Document - Algeria: Drop charges against men accused of breaking Ramadan fast

AMNESTY INTERNATIONAL

DÉCLARATION PUBLIQUE

Index AI : MDE 28/011/2010

ÉFAI

30 septembre 2010


L'Algérie doit abandonner les poursuites engagées contre des hommes accusés d'avoir rompu le jeûne du Ramadan


En prévision de la décision de justice devant être rendue le 5 octobre à l'issue du procès de deux hommes accusés d'avoir rompu le jeûne du Ramadan, Amnesty International demande aux autorités algériennes d'abandonner les poursuites et de faire respecter le droit à la liberté de conscience et de religion. L'organisation engage par ailleurs les autorités à abroger les dispositions du Code pénal algérien dont la formulation vague permet de poursuivre ceux qui ne se conforment pas aux normes religieuses et sociales en Algérie.
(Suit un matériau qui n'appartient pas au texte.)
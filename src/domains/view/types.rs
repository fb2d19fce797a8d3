use chrono::{DateTime, TimeZone, Utc};
use serde::{Deserialize, Serialize};
use std::cmp::Ordering;
use std::fmt;

use crate::domains::period::{window_for, Period, PeriodScope};
use crate::errors::DomainResult;
use crate::validation::{Validate, ValidationBuilder};

pub use crate::types::SortDirection;

/// Category value that disables category filtering
pub const CATEGORY_WILDCARD: &str = "All";

pub const MAX_SEARCH_TEXT_LENGTH: usize = 200;

/// Field a listing can be ordered by
#[derive(Debug, Clone, Copy, PartialEq, Eq, Hash, Serialize, Deserialize)]
#[serde(rename_all = "snake_case")]
pub enum SortKey {
    Amount,
    Name,
    Date,
    Distance,
}

impl SortKey {
    pub fn as_str(&self) -> &'static str {
        match self {
            SortKey::Amount => "amount",
            SortKey::Name => "name",
            SortKey::Date => "date",
            SortKey::Distance => "distance",
        }
    }
}

impl fmt::Display for SortKey {
    fn fmt(&self, f: &mut fmt::Formatter<'_>) -> fmt::Result {
        write!(f, "{}", self.as_str())
    }
}

#[derive(Debug, Clone, Copy, PartialEq, Eq, Hash, Serialize, Deserialize)]
pub struct SortSpec {
    pub key: SortKey,
    pub direction: SortDirection,
}

impl SortSpec {
    pub const fn new(key: SortKey, direction: SortDirection) -> Self {
        Self { key, direction }
    }
}

/// A comparable projection of one item for one sort key.
///
/// `Missing` always sorts after present values, whatever the direction.
#[derive(Debug, Clone, PartialEq)]
pub enum SortValue {
    Amount(u64),
    Text(String),
    Date(DateTime<Utc>),
    Distance(f64),
    Missing,
}

impl SortValue {
    /// Case-insensitive text key
    pub fn text(value: &str) -> Self {
        SortValue::Text(value.to_lowercase())
    }

    pub fn is_missing(&self) -> bool {
        matches!(self, SortValue::Missing)
    }

    /// Compare two present values of the same kind. Mixed kinds compare equal
    /// so the stable sort keeps their input order.
    pub(crate) fn compare_present(&self, other: &Self) -> Ordering {
        match (self, other) {
            (SortValue::Amount(a), SortValue::Amount(b)) => a.cmp(b),
            (SortValue::Text(a), SortValue::Text(b)) => a.cmp(b),
            (SortValue::Date(a), SortValue::Date(b)) => a.cmp(b),
            (SortValue::Distance(a), SortValue::Distance(b)) => a.total_cmp(b),
            _ => Ordering::Equal,
        }
    }
}

/// Anything that can be shown in a searchable, sortable listing.
pub trait Viewable {
    /// Order used when the query names none
    const DEFAULT_SORT: SortSpec;

    /// Text matched by the free-text filter
    fn display_name(&self) -> &str;

    /// Matched by the category filter; `None` is uncategorized
    fn category(&self) -> Option<&str>;

    /// Instant used by period filtering; undated items never fall in a bounded period
    fn occurred_at(&self) -> Option<DateTime<Utc>> {
        None
    }

    fn sort_value(&self, key: SortKey) -> SortValue;
}

/// Filters and ordering for one listing
#[derive(Debug, Clone, Default, PartialEq, Serialize, Deserialize)]
pub struct ViewQuery {
    #[serde(default)]
    pub text: Option<String>,
    #[serde(default)]
    pub category: Option<String>,
    #[serde(default)]
    pub sort: Option<SortSpec>,
    /// History screen period ("This Month", ..., "All Time")
    #[serde(default)]
    pub period: Option<Period>,
    /// Window applied by the pipeline; set from `period` by `resolve_period`
    #[serde(skip)]
    pub within: Option<PeriodScope>,
}

impl ViewQuery {
    pub fn new() -> Self {
        Self::default()
    }

    pub fn with_text(mut self, text: &str) -> Self {
        self.text = Some(text.to_string());
        self
    }

    pub fn with_category(mut self, category: &str) -> Self {
        self.category = Some(category.to_string());
        self
    }

    pub fn sorted_by(mut self, key: SortKey, direction: SortDirection) -> Self {
        self.sort = Some(SortSpec::new(key, direction));
        self
    }

    pub fn with_period(mut self, period: Period) -> Self {
        self.period = Some(period);
        self
    }

    pub fn within(mut self, scope: PeriodScope) -> Self {
        self.within = Some(scope);
        self
    }

    /// Turn `period` into a concrete window relative to `now` in `tz`.
    /// An already resolved window is left alone when no period is named.
    pub fn resolve_period<Tz: TimeZone>(mut self, now: DateTime<Utc>, tz: &Tz) -> Self {
        if let Some(period) = self.period {
            self.within = Some(window_for(period, now, tz));
        }
        self
    }
}

impl Validate for ViewQuery {
    fn validate(&self) -> DomainResult<()> {
        ValidationBuilder::new("text", self.text.clone())
            .max_length(MAX_SEARCH_TEXT_LENGTH)
            .validate()?;
        ValidationBuilder::new("category", self.category.clone())
            .max_length(MAX_SEARCH_TEXT_LENGTH)
            .validate()
    }
}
Hocine Hocini et Salem Fellak ont comparu devant le tribunal d'Ain El Hammam (département de Tizi-Ouzou) le 21 septembre 2010. Ces deux hommes ont été inculpés en vertu de l'article 144 bis (2) du Code pénal algérien, qui prévoit que « quiconque […] dénigre […] les préceptes de l'Islam, que ce soit par voie d'écrit, de dessin, de déclaration ou tout autre moyen » est passible de lourdes sanctions. Le tribunal doit statuer le 5 octobre. S'ils sont déclarés coupables, ils pourraient être condamnés à une peine de trois à cinq ans d'emprisonnement, assortie d'une amende.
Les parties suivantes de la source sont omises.